◆ Work item ◆
In the listing that follows, the lines starting at the one containing "assert_eq!(active_pool(&items, &by_brand), vec![0, 1, 2]);" and ending at the one containing "assert_eq!(active_pool(&items, &f), vec![0, 1, 2]);" are to be returned exactly, both boundary lines included, and no others.
▬▬▬▬▬▬▬▬▬▬
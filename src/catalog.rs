//! Product catalog: entries, tabular parsing, sources and the per-activation
//! load cache.
//!
//! The feed is a published spreadsheet, comma- or tab-delimited. Only the
//! `hex` column is required; headers are accepted in English or Spanish.

use std::collections::BTreeMap;
use std::path::PathBuf;

use crate::color::{Rgb, hex_to_rgb, normalize_hex};
use crate::error::CatalogError;
use crate::filter::{self, SearchFilter};

/// One product with a fixed display color.
#[derive(Debug, Clone, PartialEq)]
pub struct CatalogEntry {
    pub id: String,
    pub name: String,
    /// Normalized `#rrggbb`; the source of truth for `rgb`.
    pub hex: String,
    pub rgb: Rgb,
    pub brand: String,
    pub kind: String,
    pub style: String,
    pub temperature: String,
    pub strength: String,
    pub link: String,
    pub image_url: String,
    pub ideas: Vec<String>,
}

impl CatalogEntry {
    /// Build an entry from a hex color, or `None` if it is not a color.
    pub fn with_hex(hex: &str) -> Option<Self> {
        let hex = normalize_hex(hex)?;
        let rgb = hex_to_rgb(&hex)?;
        Some(Self {
            id: String::new(),
            name: String::new(),
            hex,
            rgb,
            brand: String::new(),
            kind: String::new(),
            style: String::new(),
            temperature: String::new(),
            strength: String::new(),
            link: String::new(),
            image_url: String::new(),
            ideas: Vec::new(),
        })
    }

    /// Name for display, falling back to a placeholder.
    pub fn display_name(&self) -> &str {
        if self.name.is_empty() {
            "Unnamed"
        } else {
            &self.name
        }
    }

    /// `brand · type · style`, with `-` for blanks.
    pub fn summary(&self) -> String {
        format!(
            "{} · {} · {}",
            or_dash(&self.brand),
            or_dash(&self.kind),
            or_dash(&self.style)
        )
    }
}

pub(crate) fn or_dash(s: &str) -> &str {
    if s.is_empty() { "-" } else { s }
}

/// Result of parsing a feed.
#[derive(Debug, Clone, Default, PartialEq)]
pub struct ParsedCatalog {
    pub entries: Vec<CatalogEntry>,
    /// Rows skipped because their hex failed validation.
    pub dropped: usize,
}

/// Column indices resolved from the header row.
#[derive(Debug)]
struct Columns {
    id: Option<usize>,
    name: Option<usize>,
    hex: usize,
    brand: Option<usize>,
    kind: Option<usize>,
    style: Option<usize>,
    temperature: Option<usize>,
    strength: Option<usize>,
    link: Option<usize>,
    image: Option<usize>,
    ideas: Option<usize>,
}

impl Columns {
    fn resolve(headers: &[String]) -> Result<Self, CatalogError> {
        let find = |names: &[&str]| {
            names
                .iter()
                .find_map(|n| headers.iter().position(|h| h == n))
        };
        let hex = find(&["hex"]).ok_or_else(|| CatalogError::missing_column("hex"))?;
        Ok(Self {
            id: find(&["id"]),
            name: find(&["name", "nombre"]),
            hex,
            brand: find(&["brand", "marca"]),
            kind: find(&["type", "tipo"]),
            style: find(&["style", "estilo"]),
            temperature: find(&["temp", "temperatura"]),
            strength: find(&["strength", "resistencia"]),
            link: find(&["link", "url"]),
            image: find(&["img", "image"]),
            ideas: find(&["ideas"]),
        })
    }
}

fn looks_like_html(text: &str) -> bool {
    let lower = text.to_ascii_lowercase();
    lower.match_indices('<').any(|(i, _)| {
        lower[i + 1..]
            .trim_start()
            .starts_with("html")
    })
}

fn unquote(s: &str) -> &str {
    s.strip_prefix('"')
        .and_then(|s| s.strip_suffix('"'))
        .unwrap_or(s)
}

/// Split a semicolon-separated ideas cell into trimmed, non-empty items.
pub fn split_ideas(cell: &str) -> Vec<String> {
    cell.split(';')
        .map(str::trim)
        .filter(|s| !s.is_empty())
        .map(str::to_string)
        .collect()
}

/// Parse a comma- or tab-delimited feed into catalog entries.
///
/// Fails on HTML bodies and when the `hex` column is missing. Rows with an
/// invalid hex are counted in [`ParsedCatalog::dropped`] and skipped.
pub fn parse_catalog(text: &str) -> Result<ParsedCatalog, CatalogError> {
    let text = text.strip_prefix('\u{feff}').unwrap_or(text);
    let text = text.replace("\r\n", "\n");
    if looks_like_html(&text) {
        return Err(CatalogError::HtmlResponse);
    }

    let header_line = text.split('\n').next().unwrap_or_default();
    let delim = if header_line.contains('\t') { '\t' } else { ',' };

    let mut lines = text.trim().split('\n');
    let headers: Vec<String> = lines
        .next()
        .unwrap_or_default()
        .split(delim)
        .map(|h| unquote(h.trim()).to_lowercase().trim().to_string())
        .collect();
    let cols = Columns::resolve(&headers)?;

    let mut parsed = ParsedCatalog::default();
    for (row, line) in lines.enumerate() {
        let fields: Vec<&str> = line.split(delim).map(|f| unquote(f.trim())).collect();
        let cell = |ix: Option<usize>| {
            ix.and_then(|i| fields.get(i))
                .map(|s| s.trim().to_string())
                .unwrap_or_default()
        };

        let raw_hex = fields.get(cols.hex).copied().unwrap_or_default();
        let Some(mut entry) = CatalogEntry::with_hex(raw_hex) else {
            log::debug!("Dropping catalog row {}: invalid hex {:?}", row + 2, raw_hex);
            parsed.dropped += 1;
            continue;
        };
        entry.id = cell(cols.id);
        entry.name = cell(cols.name);
        entry.brand = cell(cols.brand);
        entry.kind = cell(cols.kind);
        entry.style = cell(cols.style);
        entry.temperature = cell(cols.temperature);
        entry.strength = cell(cols.strength);
        entry.link = cell(cols.link);
        entry.image_url = cell(cols.image);
        entry.ideas = split_ideas(&cell(cols.ideas));
        parsed.entries.push(entry);
    }

    Ok(parsed)
}

/// Where the catalog text comes from.
///
/// `fetch` runs off the UI thread, hence `Send`.
pub trait CatalogSource: Send {
    /// Short description for log messages.
    fn describe(&self) -> String;

    /// Fetch the raw feed text.
    fn fetch(&self) -> Result<String, CatalogError>;

    /// Fetch and parse.
    fn load(&self) -> Result<ParsedCatalog, CatalogError> {
        parse_catalog(&self.fetch()?)
    }
}

/// A feed exported to a local file.
#[derive(Debug, Clone)]
pub struct FileSource {
    path: PathBuf,
}

impl FileSource {
    pub fn new(path: impl Into<PathBuf>) -> Self {
        Self { path: path.into() }
    }
}

impl CatalogSource for FileSource {
    fn describe(&self) -> String {
        self.path.display().to_string()
    }

    fn fetch(&self) -> Result<String, CatalogError> {
        let text = std::fs::read_to_string(&self.path)?;
        if text.trim().is_empty() {
            return Err(CatalogError::unavailable(self.describe(), "empty file"));
        }
        Ok(text)
    }
}

/// A feed already held in memory.
#[derive(Debug, Clone)]
pub struct TextSource(pub String);

impl CatalogSource for TextSource {
    fn describe(&self) -> String {
        format!("in-memory feed ({} bytes)", self.0.len())
    }

    fn fetch(&self) -> Result<String, CatalogError> {
        Ok(self.0.clone())
    }
}

/// Lifecycle of the one-shot catalog load.
#[derive(Debug, Clone, Copy, PartialEq, Eq, Default)]
pub enum LoadState {
    #[default]
    Idle,
    Loading,
    Loaded,
    Failed,
}

/// Catalog items plus the active pool handed to the matcher.
#[derive(Debug, Clone, Default)]
pub struct Catalog {
    items: Vec<CatalogEntry>,
    /// Indices into `items`.
    pool: Vec<usize>,
    state: LoadState,
}

impl Catalog {
    pub fn new() -> Self {
        Self::default()
    }

    /// A loaded catalog holding `items`, all of them in the pool.
    pub fn from_entries(items: Vec<CatalogEntry>) -> Self {
        let pool = (0..items.len()).collect();
        Self {
            items,
            pool,
            state: LoadState::Loaded,
        }
    }

    pub fn state(&self) -> LoadState {
        self.state
    }

    /// Claim the load. Returns `true` only the first time; later calls are
    /// no-ops whether the first load is in flight, done, or failed.
    pub fn begin_load(&mut self) -> bool {
        if self.state != LoadState::Idle {
            log::debug!("Catalog load already {:?}, not fetching again", self.state);
            return false;
        }
        self.state = LoadState::Loading;
        true
    }

    /// Store the outcome of a load. Errors are logged and leave the catalog
    /// empty; there is no retry.
    pub fn finish_load(&mut self, result: Result<ParsedCatalog, CatalogError>) {
        match result {
            Ok(parsed) => {
                log::info!(
                    "Catalog loaded: {} entries, {} rows dropped",
                    parsed.entries.len(),
                    parsed.dropped
                );
                *self = Self::from_entries(parsed.entries);
            }
            Err(e) => {
                log::error!("Catalog load failed: {e}");
                self.items.clear();
                self.pool.clear();
                self.state = LoadState::Failed;
            }
        }
    }

    pub fn items(&self) -> &[CatalogEntry] {
        &self.items
    }

    pub fn get(&self, index: usize) -> Option<&CatalogEntry> {
        self.items.get(index)
    }

    pub fn is_empty(&self) -> bool {
        self.items.is_empty()
    }

    /// Indices of the active pool.
    pub fn pool_indices(&self) -> &[usize] {
        &self.pool
    }

    /// Entries of the active pool, in catalog order.
    pub fn pool(&self) -> impl Iterator<Item = &CatalogEntry> + '_ {
        self.pool.iter().filter_map(|&i| self.items.get(i))
    }

    /// Recompute the active pool from `filter`.
    pub fn apply_filter(&mut self, filter: &SearchFilter) {
        self.pool = filter::active_pool(&self.items, filter);
    }

    /// Distinct non-empty types, sorted, for the type filter control.
    ///
    /// Types differing only in case are one type, as the filter treats them;
    /// the first spelling in the feed is kept.
    pub fn types(&self) -> Vec<String> {
        let mut types = BTreeMap::new();
        for e in self.items.iter().filter(|e| !e.kind.is_empty()) {
            types
                .entry(e.kind.to_lowercase())
                .or_insert_with(|| e.kind.clone());
        }
        types.into_values().collect()
    }
}
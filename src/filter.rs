//! Text and type filtering that narrows the catalog to the active pool.

use crate::catalog::CatalogEntry;

/// Raw control value meaning "any type".
pub const ANY_TYPE: &str = "*";

/// Exact, case-insensitive match on an entry's type.
#[derive(Debug, Clone, PartialEq, Eq, Default)]
pub enum TypeFilter {
    #[default]
    Any,
    Exact(String),
}

impl TypeFilter {
    /// Parse a control value; `*` and blank mean [`TypeFilter::Any`].
    pub fn parse(value: &str) -> Self {
        let value = value.trim();
        if value.is_empty() || value == ANY_TYPE {
            Self::Any
        } else {
            Self::Exact(value.to_string())
        }
    }

    pub fn accepts(&self, kind: &str) -> bool {
        match self {
            Self::Any => true,
            Self::Exact(want) => kind.to_lowercase() == want.to_lowercase(),
        }
    }

    /// The control value for this filter.
    pub fn as_value(&self) -> &str {
        match self {
            Self::Any => ANY_TYPE,
            Self::Exact(kind) => kind,
        }
    }
}

/// Free-text query combined with a type filter.
#[derive(Debug, Clone, PartialEq, Eq, Default)]
pub struct SearchFilter {
    pub query: String,
    pub kind: TypeFilter,
}

impl SearchFilter {
    pub fn new(query: impl Into<String>, kind: TypeFilter) -> Self {
        Self {
            query: query.into(),
            kind,
        }
    }

    /// The query is used as typed; surrounding spaces are part of it.
    fn needle(&self) -> String {
        self.query.to_lowercase()
    }

    pub fn has_query(&self) -> bool {
        !self.query.is_empty()
    }

    /// Whether `entry` passes both the type filter and the text query.
    ///
    /// The query is a substring match over name, brand, type, style and hex.
    pub fn matches(&self, entry: &CatalogEntry) -> bool {
        if !self.kind.accepts(&entry.kind) {
            return false;
        }
        let needle = self.needle();
        if needle.is_empty() {
            return true;
        }
        let haystack = [
            entry.name.as_str(),
            entry.brand.as_str(),
            entry.kind.as_str(),
            entry.style.as_str(),
            entry.hex.as_str(),
        ]
        .join(" ")
        .to_lowercase();
        haystack.contains(&needle)
    }
}

/// Indices of the entries passing `filter`.
///
/// When nothing passes, the pool falls back to the whole catalog so the
/// matcher always has candidates.
pub fn active_pool(items: &[CatalogEntry], filter: &SearchFilter) -> Vec<usize> {
    let hits: Vec<usize> = items
        .iter()
        .enumerate()
        .filter(|(_, e)| filter.matches(e))
        .map(|(i, _)| i)
        .collect();
    if hits.is_empty() {
        (0..items.len()).collect()
    } else {
        hits
    }
}

/// Up to `limit` pool indices to list under the search box. Empty unless a
/// query is typed.
pub fn suggestions(pool: &[usize], filter: &SearchFilter, limit: usize) -> Vec<usize> {
    if !filter.has_query() {
        return Vec::new();
    }
    pool.iter().copied().take(limit).collect()
}

#[cfg(test)]
mod tests {
    use super::*;

    fn entry(name: &str, hex: &str, kind: &str) -> CatalogEntry {
        let mut e = CatalogEntry::with_hex(hex).unwrap();
        e.name = name.to_string();
        e.kind = kind.to_string();
        e.brand = "Acme".to_string();
        e
    }

    fn items() -> Vec<CatalogEntry> {
        vec![
            entry("Brick Red", "#b22222", "Matte"),
            entry("Sea Green", "#2e8b57", "Gloss"),
            entry("Rose", "#ff007f", "Gloss"),
        ]
    }

    #[test]
    fn type_filter_parse() {
        assert_eq!(TypeFilter::parse("*"), TypeFilter::Any);
        assert_eq!(TypeFilter::parse("  "), TypeFilter::Any);
        assert_eq!(TypeFilter::parse("Gloss"), TypeFilter::Exact("Gloss".into()));
        assert_eq!(TypeFilter::parse("Gloss").as_value(), "Gloss");
        assert_eq!(TypeFilter::Any.as_value(), "*");
    }

    #[test]
    fn type_filter_is_exact_and_case_insensitive() {
        let f = TypeFilter::parse("gloss");
        assert!(f.accepts("Gloss"));
        assert!(!f.accepts("Glossy"));
    }

    #[test]
    fn query_matches_any_field_case_insensitively() {
        let items = items();
        let by_name = SearchFilter::new("RED", TypeFilter::Any);
        assert_eq!(active_pool(&items, &by_name), vec![0]);
        let by_hex = SearchFilter::new("#2e8b", TypeFilter::Any);
        assert_eq!(active_pool(&items, &by_hex), vec![1]);
        let by_brand = SearchFilter::new("acme", TypeFilter::Any);
        assert_eq!(active_pool(&items, &by_brand), vec![0, 1, 2]);
    }

    #[test]
    fn query_and_type_are_a_conjunction() {
        let items = items();
        let f = SearchFilter::new("e", TypeFilter::parse("Gloss"));
        assert_eq!(active_pool(&items, &f), vec![1, 2]);
        let f = SearchFilter::new("rose", TypeFilter::parse("Gloss"));
        assert_eq!(active_pool(&items, &f), vec![2]);
    }

    #[test]
    fn no_hits_falls_back_to_everything() {
        let items = items();
        let f = SearchFilter::new("zzz", TypeFilter::Any);
        assert_eq!(active_pool(&items, &f), vec![0, 1, 2]);
        assert!(active_pool(&[], &f).is_empty());
    }

    #[test]
    fn suggestions_need_a_query() {
        let pool = vec![0, 1, 2, 3, 4];
        assert!(suggestions(&pool, &SearchFilter::default(), 10).is_empty());
        let f = SearchFilter::new("x", TypeFilter::Any);
        assert_eq!(suggestions(&pool, &f, 3), vec![0, 1, 2]);
    }

    #[test]
    fn spaces_in_the_query_are_kept() {
        let items = items();
        // "Sea Green" and "Brick Red" contain a space; the joined haystack
        // puts one between every field, so a lone space hits everything.
        let blank = SearchFilter::new(" ", TypeFilter::Any);
        assert!(blank.has_query());
        assert_eq!(active_pool(&items, &blank), vec![0, 1, 2]);
        assert_eq!(suggestions(&[0, 1, 2], &blank, 10), vec![0, 1, 2]);

        let padded = SearchFilter::new(" green", TypeFilter::Any);
        assert_eq!(active_pool(&items, &padded), vec![1]);
    }
}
▬▬▬▬▬▬▬▬▬▬
◆ Answer section ◆
        assert_eq!(active_pool(&items, &by_brand), vec![0, 1, 2]);
    }

    #[test]
    fn query_and_type_are_a_conjunction() {
        let items = items();
        let f = SearchFilter::new("e", TypeFilter::parse("Gloss"));
        assert_eq!(active_pool(&items, &f), vec![1, 2]);
        let f = SearchFilter::new("rose", TypeFilter::parse("Gloss"));
        assert_eq!(active_pool(&items, &f), vec![2]);
    }

    #[test]
    fn no_hits_falls_back_to_everything() {
        let items = items();
        let f = SearchFilter::new("zzz", TypeFilter::Any);
        assert_eq!(active_pool(&items, &f), vec![0, 1, 2]);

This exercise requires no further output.